▶ [WHAT NEEDS TO BE DONE] From the first line of the data through the line containing "pub mod defaults;", return each line exactly.
══════
//! User configuration for geoloop.
//!
//! Settings live in an INI file at `~/.geoloop/config.ini`. Every key is
//! optional; missing keys fall back to the defaults in [`defaults`], and a
//! missing file yields [`ConfigFile::default`].
//!
//! # Example
//!
//! ```
//! use geoloop::config::{parse_size, ConfigFile};
//!
//! let config = ConfigFile::default();
//! assert_eq!(config.cache.memory_size, parse_size("256MB").unwrap());
//! ```

pub mod defaults;
mod file;
mod parser;
mod settings;
mod size;
mod writer;

pub use defaults::*;
pub use file::{config_directory, config_file_path, ConfigFileError};
pub use settings::{
    AnimationSettings, CacheSettings, ConfigFile, FetchSettings, LoggingSettings, TileSettings,
};
pub use size::{format_size, parse_size, SizeParseError};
══════
▶ [TASK ANSWER]
//! User configuration for geoloop.
//!
//! Settings live in an INI file at `~/.geoloop/config.ini`. Every key is
//! optional; missing keys fall back to the defaults in [`defaults`], and a
//! missing file yields [`ConfigFile::default`].
//!
//! # Example
//!
//! ```
//! use geoloop::config::{parse_size, ConfigFile};
//!
//! let config = ConfigFile::default();
//! assert_eq!(config.cache.memory_size, parse_size("256MB").unwrap());
//! ```

pub mod defaults;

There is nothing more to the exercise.